Major champion Hannah Green will devote part of her preparation to making fellow West Australian Kirsten Rudgeley feel at home among the elite of world golf at this week’s AIG Women’s Open at Carnoustie Golf Links in Scotland.

Rudgeley, a 20-year-old amateur who hails from the same golf club in Perth as Green, was the last of the eight Australians to qualify for the Women’s Open, finishing tied for third at Monday’s Final Qualifying with a round of one-under 69 at Panmure.

It continues a remarkable run of success for the English-born Rudgeley [pictured, left, alongside Green and Mount Lawley junior Valerie Khuu] that has included victories at the Helen Holm Women’s Scottish Open Championship and the English Amateur Championship in the past month.

As fellow members of Mount Lawley Golf Club, Green has been a sounding board for Rudgeley throughout her amateur career but the importance of that relationship reaches new heights at one of golf’s most revered championship venues. The pair had dinner together at the hotel on Monday night – Green had a chicken burger, Rudgeley the steak burger – and the two will play a practice round together today to conclude their preparation.

But Green’s first task is to calm Rudgeley’s nerves so that she can simply continue to deliver the type of golf she has been producing for the past 18 months.

“I had dinner with her last night and she was asking me so many questions,” said Green, the 2019 KPMG Women’s PGA champion.
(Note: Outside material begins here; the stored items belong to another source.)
//! Operator-supplied overrides loaded from a local CSV file.
//!
//! Each row is `category,identifier`. Only the `txForceSuccess` category is
//! understood; identifiers listed under it report as flagged. Build one
//! `LocalOverrides` at startup and hand it to whatever needs it.

use crate::error::Result;
use std::collections::HashSet;
use std::io::Read;
use std::path::Path;
use tracing::info;

/// Default file name, resolved against the working directory.
pub const DEFAULT_OVERRIDES_FILE: &str = "rosetta_local_fix.csv";

const FORCE_SUCCESS: &str = "txForceSuccess";

#[derive(Debug, Clone, Default)]
pub struct LocalOverrides {
    flagged: HashSet<String>,
}

impl LocalOverrides {
    pub fn empty() -> Self {
        Self::default()
    }

    /// Loads `path` if it exists; a missing file yields an empty table.
    pub fn load<P: AsRef<Path>>(path: P) -> Result<Self> {
        let path = path.as_ref();
        if !path.exists() {
            return Ok(Self::empty());
        }
        let overrides = Self::from_reader(std::fs::File::open(path)?)?;
        info!(path = %path.display(), entries = overrides.len(), "Loaded local overrides");
        Ok(overrides)
    }

    /// Parses CSV rows. Rows without exactly two fields or with an unknown
    /// category are skipped.
    pub fn from_reader<R: Read>(reader: R) -> Result<Self> {
        let mut csv = csv::ReaderBuilder::new()
            .has_headers(false)
            .flexible(true)
            .trim(csv::Trim::All)
            .from_reader(reader);

        let mut flagged = HashSet::new();
        for record in csv.records() {
            let record = record?;
            if record.len() != 2 {
                continue;
            }
            if &record[0] == FORCE_SUCCESS {
                flagged.insert(record[1].to_lowercase());
            }
        }
        Ok(Self { flagged })
    }

    /// Identifiers compare case-insensitively.
    pub fn is_flagged(&self, identifier: &str) -> bool {
        self.flagged.contains(&identifier.to_lowercase())
    }

    pub fn len(&self) -> usize {
        self.flagged.len()
    }

    pub fn is_empty(&self) -> bool {
        self.flagged.is_empty()
    }
}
“She was just so excited to get here. I think she’s a little bit starstruck. She’s told me she’s seen a couple players she watches on TV. One day she’ll be one of those girls and there will be someone looking up to her.

“She just needs to keep doing what she’s doing and don’t get too caught up in it and just play well. She’s a great kid, comes from a great family, so I’m really excited she’s made it and I hope that she can contend on the weekend as well.”

Rudgeley’s rise to prominence within Australian golf has been somewhat meteoric. Fifth at the Women’s Australian Amateur in 2018, she was consistent without ever really breaking through. She won the Western Australian Amateur in 2019, successfully defended her title last year prior to COVID, but it was the way she finished 2020 and took that form into this year that set her on the path to stardom.

First came the Port Phillip Open and Victorian Amateur. She was seventh after the opening round of The Players Series Victoria, won the Rene Erichsen Salver by nine strokes followed by the North Shore Classic in Auckland. She is two-for-two since arriving in the UK in two of the game’s most prestigious events for female amateurs.

“I think Kirsten’s the real deal, I really do. She’s a star of the future,” said 1993 Women’s British Open champion Karen Lunn on this week’s Inside The Ropes podcast.

“This week’s going to be a great learning curve for her, playing in a Major championship with very little experience of playing at the very top level. If she could make it to the weekend that would be a huge result.”

Monday’s burgers will be the first of numerous dinners that Green and Rudgeley share throughout the week, Green confident that the debutant can play well enough to hang around for a meal or two together on the weekend.

“She’s been playing really well so there’s no reason why she can’t do it again this week,” said Green, herself out to improve on her best finish at the Women’s Open, a tie for 16th in 2019. “She was really nervous about the qualifier but there was a decent amount of spots and she’s had a couple of wins over here in the UK.

“She’s got a really tough mental game so I knew she was going to make it.”